Systemic lupus erythematosus (SLE) is a chronic autoimmune syndrome affecting various organs, and infection is the leading cause of death in SLE. SLE patients are prone to opportunistic infections such as CMV viremia due to treatments with glucocorticoids and immunosuppressives. CMV viremia is a life-threatening complication in the immunocompromised population, which could establish a state of long-term latency following infection. Once CMV is reactivated in hosts, the immune system would be attacked, resulting in exacerbating SLE disease condition. While traditional available therapies for SLE patients with CMV viremia, to a certain extent, have improved the outcome of these patients, there remains many patients who are antiviral drug-resistant or nonresponsive in clinical practice. Thus, there is an unmet need for safe and more effective treatments.

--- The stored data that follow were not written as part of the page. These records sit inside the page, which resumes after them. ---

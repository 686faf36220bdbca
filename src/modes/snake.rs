//! Followers strung along the leader's path.
//!
//! The leader's recent positions are kept in a [`Trail`], one sample every
//! `distance` units. Each follower is placed on the trail far enough behind
//! the one ahead to leave room for both hit sizes plus `distance`.

use super::trail::Trail;
use super::{FollowMode, Placement, PlacementContext};
use crate::core::{EntityId, FollowError, FollowResult, Vec2};

/// Trail slots taken by an entity of spacing size `hit`.
#[inline]
fn units(hit: f32, distance: f32) -> f32 {
    (2.0 * hit + distance) / distance
}

/// Snake strategy state.
#[derive(Clone, Debug)]
pub struct SnakePlacement {
    trail: Trail,
    distance: f32,
    required: usize,
    offsets: Vec<f32>,
}

impl SnakePlacement {
    /// Trail seeded at the leader's position.
    #[must_use]
    pub fn new(leader_position: Vec2) -> Self {
        Self {
            trail: Trail::new(leader_position),
            distance: 0.0,
            required: 1,
            offsets: Vec::new(),
        }
    }

    #[must_use]
    pub fn trail(&self) -> &Trail {
        &self.trail
    }

    fn distance_for(ctx: &PlacementContext<'_>) -> f32 {
        ctx.config.snake.distance.max(1.0)
    }

    /// Samples needed to hold the leader and every follower, plus one.
    #[must_use]
    pub fn required_len(ctx: &PlacementContext<'_>) -> usize {
        let distance = Self::distance_for(ctx);
        let total: f32 = units(ctx.leader_hit_size(), distance)
            + ctx
                .followers
                .iter()
                .map(|&id| units(ctx.hit_size(id), distance))
                .sum::<f32>();
        total.ceil() as usize + 1
    }

    fn adapt(&mut self, ctx: &PlacementContext<'_>) {
        self.distance = Self::distance_for(ctx);
        self.required = Self::required_len(ctx);
        self.trail.resize(self.required);
    }
}

impl Placement for SnakePlacement {
    fn mode(&self) -> FollowMode {
        FollowMode::Snake
    }

    fn on_add(&mut self, ctx: &PlacementContext<'_>, _follower: EntityId) {
        self.adapt(ctx);
    }

    fn on_remove(&mut self, ctx: &PlacementContext<'_>, _follower: EntityId) {
        self.adapt(ctx);
    }

    fn on_clear(&mut self, ctx: &PlacementContext<'_>) {
        self.adapt(ctx);
    }

    fn pre_update(&mut self, ctx: &PlacementContext<'_>) -> FollowResult<()> {
        let live = ctx.position(ctx.leader)?;
        if !live.is_finite() {
            return Err(FollowError::NonFinitePosition(ctx.leader));
        }

        if Self::distance_for(ctx) != self.distance || Self::required_len(ctx) != self.required {
            self.adapt(ctx);
        }
        self.trail.advance(live, self.distance);

        let distance = self.distance;
        let mut walked = live.dst(self.trail.head()) + ctx.leader_hit_size();
        self.offsets.clear();
        for &follower in ctx.followers {
            let hit = ctx.hit_size(follower);
            walked += distance + hit;
            self.offsets.push(walked / distance);
            walked += hit;
        }
        Ok(())
    }

    fn compute(
        &mut self,
        ctx: &PlacementContext<'_>,
        index: usize,
        _follower: EntityId,
    ) -> FollowResult<Vec2> {
        let offset = self
            .offsets
            .get(index)
            .copied()
            .ok_or(FollowError::MissingSlot {
                leader: ctx.leader,
                index,
            })?;
        Ok(self.trail.sample(offset))
    }
}
//! In-memory host for tests and simple embeddings.
//!
//! `MemoryWorld` keeps entity state in a map and records every position
//! update it receives. It exercises the engine the same way a real host
//! would: reads through `EntitySource`, writes through `EntitySink`.

mod memory;

pub use memory::MemoryWorld;
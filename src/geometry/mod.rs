//! Circle geometry used by the ring packers.
//!
//! All angles are in radians. None of these functions fail: inputs outside
//! the `asin` domain resolve to fixed fallbacks so a ring that cannot fit a
//! member simply reports it as too wide.

use std::f32::consts::TAU;

/// Angle subtended on a circle of `radius` by a chord of length `chord`.
///
/// Returns `2π` when the chord does not fit (`chord / 2r` outside `[-1, 1]`),
/// which makes any ring that would need it overflow its budget.
#[must_use]
pub fn advance_on_circle(radius: f32, chord: f32) -> f32 {
    let ratio = chord / (2.0 * radius);
    if !(-1.0..=1.0).contains(&ratio) {
        return TAU;
    }
    2.0 * ratio.asin()
}

/// Half-angle taken up on a circle of `radius` by something of size `distance`.
///
/// Returns `0` when `distance / radius` is outside `[-1, 1]`.
#[must_use]
pub fn edge_angle(radius: f32, distance: f32) -> f32 {
    let ratio = distance / radius;
    if !(-1.0..=1.0).contains(&ratio) {
        return 0.0;
    }
    ratio.asin()
}

/// Chord length spanned by `angle` on a circle of `radius`.
#[must_use]
pub fn chord_from_angle(radius: f32, angle: f32) -> f32 {
    2.0 * radius * (angle / 2.0).sin()
}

In preliminary clinical trials, we have demonstrated low-dose IL-2 is safe and efficient in autoimmune diseases, including rheumatoid arthritis and SLE. In addition, in spite of sacrificing anti-infection immune function as most immunosuppressive drugs, low-dose IL-2 therapy lowered incidence of infections by upregulating the level of natural killer (NK) cells in SLE patients. In addition, low-dose IL-2 therapy is much less economically burdensome than intravenous immunoglobulin. We hypothesized that low-dose IL-2 could be a novel therapy in SLE patients with CMV viremia. This is a multicenter, prospective and controlled study to evaluate the efficacy/safety of low-dose IL-2 plus ganciclovir in SLE with active CMV infection. Methods: SLE patients with CMV viremia will be enrolled and randomly assigned (1:1 ratio) to two groups, low-dose IL-2 group or control group in this study. IL-2 group are going to be treated with low-dose IL-2 plus ganciclovir. Low-dose IL-2 at 1MIU will be administered subcutaneously every other day from baseline to CMV negativity. Ganciclovir injection will be administrated intravenously at a dose of 5mg/kg per day. Control group are going to be treated with ganciclovir. Weekly follow-ups visits will be conducted until participants became CMV negative, the criteria for withdrawing from the trial. The endpoints were changes in NK cells, duration of CMV viremia, clinical, immunologic responses and safety.